Cagney (Rubalcaba) y Costner (Rajoy) convierten el debate electoral en un remake de las Thermópilas.

Mientras el G20 se disfraza de los antiguos pueblos helenos -Grecia, últimamente siempre es Grecia- y abandona a su suerte a Europa, disfrazada a su vez de Leónidas y sus trescientos, en la defensa de unas Thermópilas económicas tan innecesarias como imposibles de defender, nosotros nos ponemos en modo electoral y estamos de debate.
Dos candidatos se sientan uno frente a otro con unas reglas de otro tiempo, con un decorado de otro tiempo, con un moderador de otro tiempo. Y claro, lo único que puede salir de tan atávico ejercicio de regresión es una discusión de otro tiempo, sobre programas de otro tiempo que aportan soluciones de otro tiempo.
Porque hubo un tiempo en el que este, nuestro agonizante sistema económico, social y personal, podía ser salvado. Pero hoy no. Ya no.
Y al final, nuestros candidatos, que son nuestros porque se presentan en nuestras elecciones, no porque los hayamos elegido nosotros, se suman a la falange de Leónidas, que sigue defendiendo lo indefendible cuando ya no merece siquiera la pena defenderlo.
Por fin somos europeos, justo cuando Europa se desmorona, pero somos europeos.
Porque lo que anoche hicieron el ínclito Mariano y el proceloso Rubalcaba es el mismo ejercicio de reanimación de un cadáver que ha intentado inútilmente el G20 el pasado fin de semana. Es el mismo golpeteo rítmico y desesperado con el puño contra el pecho de un sistema intentando, contra toda lógica, volver a hacer latir su corazón muerto.
Los hoplitas de Merkel se volvieron el pasado domingo a aquellos a los que creían sus aliados y les pidieron, de hecho les exigieron, ayuda.

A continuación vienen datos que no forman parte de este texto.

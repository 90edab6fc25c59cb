//! Output module for harvest results
//!
//! This module handles:
//! - The result types returned by a run (`ExtractedTitle`, `HarvestReport`)
//! - Rendering a report as a plain-text listing or as JSON

mod summary;
mod types;

pub use summary::{format_report, print_report, to_json};
pub use types::{ExtractedTitle, HarvestReport};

Y, al igual que acadios, iridios, macedonios, cretenses, focios, tesalonicenses, tebanos y toda la pléyade de pueblos helenos que recibieron la convocatoria de los mensajeros de Leónidas, los brasileños, chinos, rusos, indios, coreanos y demás pueblos emergentes en esto de la economía de mercado les dieron la espalda.

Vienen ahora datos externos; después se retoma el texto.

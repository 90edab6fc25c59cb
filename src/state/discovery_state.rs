/// Discovery run state definitions
///
/// A run moves `Idle -> Discovering -> Extracting -> Done`, or ends in
/// `Failed` when no strategy finds any content.
use serde::Serialize;
use std::fmt;

/// Represents the current state of a discovery run
#[derive(Debug, Clone, Copy, PartialEq, Eq, Hash, Serialize)]
#[serde(rename_all = "snake_case")]
pub enum DiscoveryState {
    /// Run created, nothing fetched yet
    Idle,

    /// Looking for candidate URLs (platform API, sitemap, homepage crawl)
    Discovering,

    /// Fetching candidates and extracting titles
    Extracting,

    // ===== Terminal States =====
    /// Titles collected (possibly none, if every extraction failed)
    Done,

    /// Every discovery strategy came back empty
    Failed,
}

impl DiscoveryState {
    /// Returns true if no further transition is possible
    pub fn is_terminal(&self) -> bool {
        matches!(self, Self::Done | Self::Failed)
    }

    /// Returns true if `next` is a legal successor of this state
    pub fn can_transition_to(&self, next: DiscoveryState) -> bool {
        matches!(
            (self, next),
            (Self::Idle, Self::Discovering)
                | (Self::Discovering, Self::Extracting)
                | (Self::Discovering, Self::Failed)
                | (Self::Extracting, Self::Done)
        )
    }

    /// Short lowercase name used in logs and reports
    pub fn as_str(&self) -> &'static str {
        match self {
            Self::Idle => "idle",
            Self::Discovering => "discovering",
            Self::Extracting => "extracting",
            Self::Done => "done",
            Self::Failed => "failed",
        }
    }
}

impl fmt::Display for DiscoveryState {
    fn fmt(&self, f: &mut fmt::Formatter<'_>) -> fmt::Result {
        write!(f, "{}", self.as_str())
    }
}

Y no lo hicieron por maldad, por intransigencia o por desidia. Lo hicieron por pura lógica. Porque, en su furia salvadora de Europa, Sarkozy y Merkel han cometido el mismo error que cometiera el mítico y mitológico rey espartano.
Leónidas olvidó que ningún pueblo le apoyaría en su absurda defensa de algo que no podía ser defendido porque los esclavos que acompañaban a sus huestes a la batalla de forma obligada eran de esos pueblos y Europa ha cometido el mismo error.
Nuestro sistema se ha construido y reconstruído de todas sus cíclicas crisis cada vez más intensas a costa de esos pueblos, de esas gentes. Europa se ha hecho grande económicamente a lo largo de los siglos manteniendo en la miseria a Brasil, en la indigencia a La India, en el bloqueo a Rusia -aunque antes se llamara Unión Soviética-, en el ostracismo a China, en la división a Corea...
Y ahora, ignorando que nuestra riqueza se basaba en su pobreza, que nuestro bienestar se apoyaba en su miseria, nos volvemos a ellos y les pedimos ayuda para salir de una crisis, la crisis definitiva,  que es el resultado de haber malgastado nuestros recursos y los suyos, sin preocuparnos de la repercusión que en ellos tenía ese sistema nuestro que parecía el único posible.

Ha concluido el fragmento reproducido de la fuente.